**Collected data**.
Content starts
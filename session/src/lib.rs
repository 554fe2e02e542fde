//! Session lifecycle for Atelier.
//!
//! This crate owns everything between "the process started" and "a signed-in
//! user is mutating their record":
//!
//! - [`DataDir`]: where the record database and pointer file live
//! - [`SessionPointer`]: the small JSON file that survives restarts
//! - [`Session`]: the in-memory projection of the signed-in user
//! - [`SessionManager`]: bootstrap, login, register, logout, and the
//!   memory-first field mutators
//!
//! The manager applies every change to the in-memory session first and then
//! checkpoints it to the record store. The in-memory state is authoritative
//! for the running process; a failed checkpoint is logged, not rolled back.

mod config;
mod error;
mod manager;
mod pointer;
mod session;

pub use config::{DataDir, DataDirSource};
pub use error::AuthError;
pub use manager::{
    BRAND_PROGRESS_FLOOR, BootstrapOutcome, DB_FILENAME, PROFILE_PROGRESS_FLOOR, SessionManager,
};
pub use pointer::SessionPointer;
pub use session::Session;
Content ends
**Exercise description**. Output the lines from the one with "mod pointer;" through the end of the records above, exactly, including both ends, and nothing besides.

**Solution to this exercise**.
mod pointer;
mod session;

pub use config::{DataDir, DataDirSource};
pub use error::AuthError;
pub use manager::{
    BRAND_PROGRESS_FLOOR, BootstrapOutcome, DB_FILENAME, PROFILE_PROGRESS_FLOOR, SessionManager,
};
pub use pointer::SessionPointer;
pub use session::Session;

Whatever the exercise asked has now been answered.